§ **Your goal**:
Please transcribe exactly, and only, the lines of the data below between the line holding "fn argon2(&self) ->" and the line holding "pub fn hash(&self, password: &str)", inclusive.

§ **Record set**:
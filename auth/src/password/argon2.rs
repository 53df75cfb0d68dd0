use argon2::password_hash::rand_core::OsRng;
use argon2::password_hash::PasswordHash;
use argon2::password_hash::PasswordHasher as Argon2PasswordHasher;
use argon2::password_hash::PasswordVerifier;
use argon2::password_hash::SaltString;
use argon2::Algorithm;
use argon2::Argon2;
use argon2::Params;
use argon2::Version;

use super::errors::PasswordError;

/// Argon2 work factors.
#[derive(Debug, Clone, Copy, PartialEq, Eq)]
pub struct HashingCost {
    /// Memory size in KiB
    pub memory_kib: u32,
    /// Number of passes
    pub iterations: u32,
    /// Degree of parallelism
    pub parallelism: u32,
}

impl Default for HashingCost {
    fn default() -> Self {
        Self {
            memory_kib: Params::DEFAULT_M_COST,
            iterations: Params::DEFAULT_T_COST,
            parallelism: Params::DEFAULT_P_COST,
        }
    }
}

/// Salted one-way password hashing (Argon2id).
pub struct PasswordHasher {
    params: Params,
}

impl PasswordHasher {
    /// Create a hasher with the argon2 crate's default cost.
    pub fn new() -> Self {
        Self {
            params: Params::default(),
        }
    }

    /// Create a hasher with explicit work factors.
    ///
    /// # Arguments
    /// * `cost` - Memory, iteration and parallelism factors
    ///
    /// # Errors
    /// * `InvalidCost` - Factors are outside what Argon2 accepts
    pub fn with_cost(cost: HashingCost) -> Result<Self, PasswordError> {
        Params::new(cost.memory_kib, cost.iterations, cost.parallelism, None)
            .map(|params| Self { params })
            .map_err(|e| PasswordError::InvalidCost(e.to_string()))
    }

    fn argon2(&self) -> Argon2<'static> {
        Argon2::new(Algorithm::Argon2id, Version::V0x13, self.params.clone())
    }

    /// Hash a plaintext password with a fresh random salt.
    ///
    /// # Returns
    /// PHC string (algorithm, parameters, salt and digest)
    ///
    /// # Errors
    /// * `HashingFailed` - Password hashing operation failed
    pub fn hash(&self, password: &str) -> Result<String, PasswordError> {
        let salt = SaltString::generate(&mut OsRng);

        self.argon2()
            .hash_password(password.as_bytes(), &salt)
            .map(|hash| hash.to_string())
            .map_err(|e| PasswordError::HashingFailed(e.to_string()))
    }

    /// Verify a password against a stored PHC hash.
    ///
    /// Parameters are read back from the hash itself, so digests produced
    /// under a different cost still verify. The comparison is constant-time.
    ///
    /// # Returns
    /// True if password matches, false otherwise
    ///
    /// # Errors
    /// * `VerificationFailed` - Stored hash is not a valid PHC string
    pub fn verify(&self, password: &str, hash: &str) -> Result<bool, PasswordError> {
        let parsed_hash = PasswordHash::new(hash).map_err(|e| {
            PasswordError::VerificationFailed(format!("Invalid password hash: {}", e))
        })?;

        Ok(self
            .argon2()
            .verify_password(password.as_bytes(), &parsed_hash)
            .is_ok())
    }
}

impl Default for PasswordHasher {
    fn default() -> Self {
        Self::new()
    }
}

§ **Reply**:
    fn argon2(&self) -> Argon2<'static> {
        Argon2::new(Algorithm::Argon2id, Version::V0x13, self.params.clone())
    }

    /// Hash a plaintext password with a fresh random salt.
    ///
    /// # Returns
    /// PHC string (algorithm, parameters, salt and digest)
    ///
    /// # Errors
    /// * `HashingFailed` - Password hashing operation failed
    pub fn hash(&self, password: &str) -> Result<String, PasswordError> {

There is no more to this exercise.